What you have to do: Only part of the listing is needed, namely the lines from its start through the line with "pub fn load_challenge(path: &Path)", and they should be retyped exactly.

Extracted information:

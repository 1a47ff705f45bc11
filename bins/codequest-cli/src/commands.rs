// CLI commands for running submissions locally
use anyhow::{bail, Context, Result};
use codequest_common::{GradingReport, TestCase, TestStatus};
use codequest_sandbox::{executor, resolve_entry_point, Resolution, Sandbox, SandboxConfig};
use serde::Deserialize;
use serde_json::Value;
use std::fs;
use std::path::Path;
use tracing::debug;
use uuid::Uuid;

/// A challenge content file, or just its test list
#[derive(Debug, Deserialize)]
#[serde(untagged)]
pub enum ChallengeFile {
    Content(ChallengeContent),
    Tests(Vec<TestCase>),
}

#[derive(Debug, Deserialize)]
#[serde(rename_all = "camelCase")]
pub struct ChallengeContent {
    #[serde(default)]
    pub id: Option<String>,
    #[serde(default)]
    pub solution: Option<String>,
    pub tests: Vec<TestCase>,
}

impl ChallengeFile {
    fn into_parts(self) -> (Option<String>, Option<String>, Vec<TestCase>) {
        match self {
            ChallengeFile::Content(content) => (content.id, content.solution, content.tests),
            ChallengeFile::Tests(tests) => (None, None, tests),
        }
    }
}

fn config_path_label(path: Option<&Path>) -> String {
    path.map(|p| p.display().to_string())
        .unwrap_or_else(|| codequest_sandbox::config::DEFAULT_CONFIG_PATH.to_string())
}

fn load_sandbox(config_path: Option<&Path>) -> Result<Sandbox> {
    let config = SandboxConfig::load_from(config_path)?;
    debug!(
        path = %config_path_label(config_path),
        max_operations = config.max_operations,
        timeout_ms = config.execution_timeout.as_millis() as u64,
        "Sandbox config loaded"
    );
    Ok(Sandbox::new(config))
}

fn read_source(path: &Path) -> Result<String> {
    fs::read_to_string(path).with_context(|| format!("Failed to read source file {:?}", path))
}

pub fn load_challenge(path: &Path) -> Result<ChallengeFile> {
    let content = fs::read_to_string(path)
        .with_context(|| format!("Failed to read challenge file {:?}", path))?;
    let challenge: ChallengeFile = serde_json::from_str(&content)
        .with_context(|| format!("Failed to parse challenge file {:?}", path))?;

    let test_count = match &challenge {
        ChallengeFile::Content(content) => content.tests.len(),
        ChallengeFile::Tests(tests) => tests.len(),
    };
    debug!(path = %path.display(), tests = test_count, "Challenge loaded");
    Ok(challenge)
}

/// `run`: execute once and print the ExecutionResult as JSON
pub fn run(config: Option<&Path>, file: &Path, input: Option<&str>) -> Result<()> {
    let sandbox = load_sandbox(config)?;
    let source = read_source(file)?;
    let input: Option<Value> = input
        .map(serde_json::from_str::<Value>)
        .transpose()
        .context("Input is not valid JSON")?;

    let result = sandbox.execute(&source, input.as_ref());
    println!("{}", serde_json::to_string_pretty(&result)?);
    Ok(())
}

/// `test`: grade a submission against a challenge; returns whether every test passed
pub fn test(config: Option<&Path>, file: Option<&Path>, challenge: &Path) -> Result<bool> {
    let sandbox = load_sandbox(config)?;
    let (id, solution, tests) = load_challenge(challenge)?.into_parts();

    let source = match (file, solution) {
        (Some(path), _) => read_source(path)?,
        (None, Some(solution)) => solution,
        (None, None) => bail!("No --file given and the challenge has no solution to run"),
    };

    if let Some(id) = &id {
        println!("→ Challenge: {}", id);
    }
    println!("→ Running {} test(s)", tests.len());
    println!();

    let report = executor::grade_submission(&sandbox, Uuid::new_v4(), &source, &tests);
    print_summary(&report);
    println!();
    println!("{}", serde_json::to_string_pretty(&report)?);

    Ok(report.all_passed())
}

fn print_summary(report: &GradingReport) {
    for (idx, outcome) in report.outcomes.iter().enumerate() {
        let label = outcome
            .description
            .clone()
            .unwrap_or_else(|| format!("input {}", outcome.input));
        match outcome.status {
            TestStatus::Passed => println!("  ✓ Test {} ({})", idx + 1, label),
            TestStatus::WrongAnswer => {
                println!("  ✗ Test {} ({}) → wrong answer", idx + 1, label);
                println!("    Expected: {}", outcome.expected);
                match &outcome.actual {
                    Some(actual) => println!("    Got:      {}", actual),
                    None => println!("    Got:      (no value)"),
                }
            }
            status => println!(
                "  ✗ Test {} ({}) → {}: {}",
                idx + 1,
                label,
                status.as_str(),
                outcome.error.as_deref().unwrap_or("")
            ),
        }
    }
    println!();
    println!(
        "  Score: {} / {} ({:?})",
        report.passed_count, report.total_count, report.verdict
    );
}

/// `entry`: print the resolved entry point as JSON
pub fn entry(file: &Path) -> Result<()> {
    let source = read_source(file)?;
    let resolution = resolve_entry_point(&source);
    if resolution == Resolution::NotFound {
        println!("→ No function declared; the script would run for side effects only");
    }
    println!("{}", serde_json::to_string_pretty(&resolution)?);
    Ok(())
}

#[cfg(test)]
mod tests {
    use super::*;
    use std::io::Write;
    use tempfile::NamedTempFile;

    fn write_temp(content: &str) -> NamedTempFile {
        let mut file = NamedTempFile::new().unwrap();
        file.write_all(content.as_bytes()).unwrap();
        file
    }

    #[test]
    fn test_load_challenge_content() {
        let file = write_temp(
            r#"{
                "id": "double-it",
                "prompt": "Double the number",
                "solution": "fn main(n) { n * 2 }",
                "tests": [{ "input": 2, "expectedOutput": 4, "description": "two" }]
            }"#,
        );
        let (id, solution, tests) = load_challenge(file.path()).unwrap().into_parts();
        assert_eq!(id.as_deref(), Some("double-it"));
        assert!(solution.is_some());
        assert_eq!(tests.len(), 1);
        assert_eq!(tests[0].description.as_deref(), Some("two"));
    }

    #[test]
    fn test_load_bare_test_array() {
        let file = write_temp(r#"[{ "input": 1, "expectedOutput": 1 }]"#);
        let (id, solution, tests) = load_challenge(file.path()).unwrap().into_parts();
        assert!(id.is_none());
        assert!(solution.is_none());
        assert_eq!(tests.len(), 1);
    }

    #[test]
    fn test_challenge_solution_is_graded() {
        let challenge = write_temp(
            r#"{ "solution": "fn main(n) { n * 2 }", "tests": [{ "input": 3, "expectedOutput": 6 }] }"#,
        );
        assert!(test(None, None, challenge.path()).unwrap());
    }

    #[test]
    fn test_failing_submission_reports_false() {
        let challenge = write_temp(r#"[{ "input": 3, "expectedOutput": 6 }]"#);
        let source = write_temp("fn main(n) { n + 1 }");
        assert!(!test(None, Some(source.path()), challenge.path()).unwrap());
    }

    #[test]
    fn test_missing_source_is_an_error() {
        let challenge = write_temp(r#"[{ "input": 3, "expectedOutput": 6 }]"#);
        assert!(test(None, None, challenge.path()).is_err());
    }

    #[test]
    fn test_invalid_input_json() {
        let source = write_temp("fn main(n) { n }");
        assert!(run(None, source.path(), Some("{not json")).is_err());
    }
}
/// Grading Aggregator
///
/// Folds ordered test outcomes into an overall verdict. This is the input
/// contract of the submission collaborator: it needs nothing beyond the
/// outcome list to decide pass/fail, and the failure summaries it forwards to
/// tutoring feedback never carry the learner's source.
use crate::types::TestOutcome;
use chrono::{DateTime, Utc};
use serde::{Deserialize, Serialize};
use serde_json::Value;
use uuid::Uuid;

#[derive(Debug, Clone, Copy, PartialEq, Eq, Serialize, Deserialize)]
#[serde(rename_all = "lowercase")]
pub enum Verdict {
    Pass,
    Fail,
}

/// Logical AND over `passed` flags
///
/// An empty outcome list passes, matching `every()` on an empty array.
pub fn grade(outcomes: &[TestOutcome]) -> Verdict {
    if outcomes.iter().all(|o| o.passed) {
        Verdict::Pass
    } else {
        Verdict::Fail
    }
}

/// A failing test, shaped for the tutoring-feedback collaborator
#[derive(Debug, Clone, PartialEq, Serialize, Deserialize)]
#[serde(rename_all = "camelCase")]
pub struct FailureSummary {
    /// 1-based position, for "Test N failed" messages
    pub index: usize,
    #[serde(default, skip_serializing_if = "Option::is_none")]
    pub description: Option<String>,
    pub input: Value,
    pub expected: Value,
    #[serde(default, skip_serializing_if = "Option::is_none")]
    pub actual: Option<Value>,
    #[serde(default, skip_serializing_if = "Option::is_none")]
    pub error: Option<String>,
}

#[derive(Debug, Clone, PartialEq, Serialize, Deserialize)]
#[serde(rename_all = "camelCase")]
pub struct GradingReport {
    pub submission_id: Uuid,
    pub verdict: Verdict,
    pub passed_count: usize,
    pub total_count: usize,
    pub outcomes: Vec<TestOutcome>,
    pub graded_at: DateTime<Utc>,
}

impl GradingReport {
    pub fn new(submission_id: Uuid, outcomes: Vec<TestOutcome>) -> Self {
        let verdict = grade(&outcomes);
        let passed_count = outcomes.iter().filter(|o| o.passed).count();
        Self {
            submission_id,
            verdict,
            passed_count,
            total_count: outcomes.len(),
            outcomes,
            graded_at: Utc::now(),
        }
    }

    pub fn all_passed(&self) -> bool {
        self.verdict == Verdict::Pass
    }

    pub fn failures(&self) -> Vec<FailureSummary> {
        self.outcomes
            .iter()
            .enumerate()
            .filter(|(_, o)| !o.passed)
            .map(|(idx, o)| FailureSummary {
                index: idx + 1,
                description: o.description.clone(),
                input: o.input.clone(),
                expected: o.expected.clone(),
                actual: o.actual.clone(),
                error: o.error.clone(),
            })
            .collect()
    }
}

#[cfg(test)]
mod tests {
    use super::*;
    use crate::types::TestStatus;
    use serde_json::json;

    fn outcome(passed: bool, input: Value) -> TestOutcome {
        TestOutcome {
            passed,
            status: if passed {
                TestStatus::Passed
            } else {
                TestStatus::WrongAnswer
            },
            input,
            expected: json!(0),
            actual: Some(json!(1)),
            error: None,
            error_kind: None,
            logs: vec![],
            description: None,
        }
    }

    #[test]
    fn test_grade_all_pass() {
        let outcomes = vec![outcome(true, json!(1)), outcome(true, json!(2))];
        assert_eq!(grade(&outcomes), Verdict::Pass);
    }

    #[test]
    fn test_grade_any_failure_fails() {
        let outcomes = vec![outcome(true, json!(1)), outcome(false, json!(2))];
        assert_eq!(grade(&outcomes), Verdict::Fail);
    }

    #[test]
    fn test_grade_empty_passes() {
        assert_eq!(grade(&[]), Verdict::Pass);
    }

    #[test]
    fn test_report_counts_and_failures() {
        let id = Uuid::new_v4();
        let report = GradingReport::new(
            id,
            vec![
                outcome(true, json!(1)),
                outcome(false, json!(2)),
                outcome(false, json!(3)),
            ],
        );

        assert_eq!(report.submission_id, id);
        assert_eq!(report.verdict, Verdict::Fail);
        assert!(!report.all_passed());
        assert_eq!(report.passed_count, 1);
        assert_eq!(report.total_count, 3);

        let failures = report.failures();
        assert_eq!(failures.len(), 2);
        assert_eq!(failures[0].index, 2);
        assert_eq!(failures[0].input, json!(2));
        assert_eq!(failures[1].index, 3);
    }

    #[test]
    fn test_verdict_wire_format() {
        assert_eq!(serde_json::to_value(Verdict::Pass).unwrap(), json!("pass"));
    }
}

Result of the exercise:
repository 1a47ff705f45bc11
filename bins/codequest-cli/src/commands.rs
// CLI commands for running submissions locally
use anyhow::{bail, Context, Result};
use codequest_common::{GradingReport, TestCase, TestStatus};
use codequest_sandbox::{executor, resolve_entry_point, Resolution, Sandbox, SandboxConfig};
use serde::Deserialize;
use serde_json::Value;
use std::fs;
use std::path::Path;
use tracing::debug;
use uuid::Uuid;

/// A challenge content file, or just its test list
#[derive(Debug, Deserialize)]
#[serde(untagged)]
pub enum ChallengeFile {
    Content(ChallengeContent),
    Tests(Vec<TestCase>),
}

#[derive(Debug, Deserialize)]
#[serde(rename_all = "camelCase")]
pub struct ChallengeContent {
    #[serde(default)]
    pub id: Option<String>,
    #[serde(default)]
    pub solution: Option<String>,
    pub tests: Vec<TestCase>,
}

impl ChallengeFile {
    fn into_parts(self) -> (Option<String>, Option<String>, Vec<TestCase>) {
        match self {
            ChallengeFile::Content(content) => (content.id, content.solution, content.tests),
            ChallengeFile::Tests(tests) => (None, None, tests),
        }
    }
}

fn config_path_label(path: Option<&Path>) -> String {
    path.map(|p| p.display().to_string())
        .unwrap_or_else(|| codequest_sandbox::config::DEFAULT_CONFIG_PATH.to_string())
}

fn load_sandbox(config_path: Option<&Path>) -> Result<Sandbox> {
    let config = SandboxConfig::load_from(config_path)?;
    debug!(
        path = %config_path_label(config_path),
        max_operations = config.max_operations,
        timeout_ms = config.execution_timeout.as_millis() as u64,
        "Sandbox config loaded"
    );
    Ok(Sandbox::new(config))
}

fn read_source(path: &Path) -> Result<String> {
    fs::read_to_string(path).with_context(|| format!("Failed to read source file {:?}", path))
}

pub fn load_challenge(path: &Path) -> Result<ChallengeFile> {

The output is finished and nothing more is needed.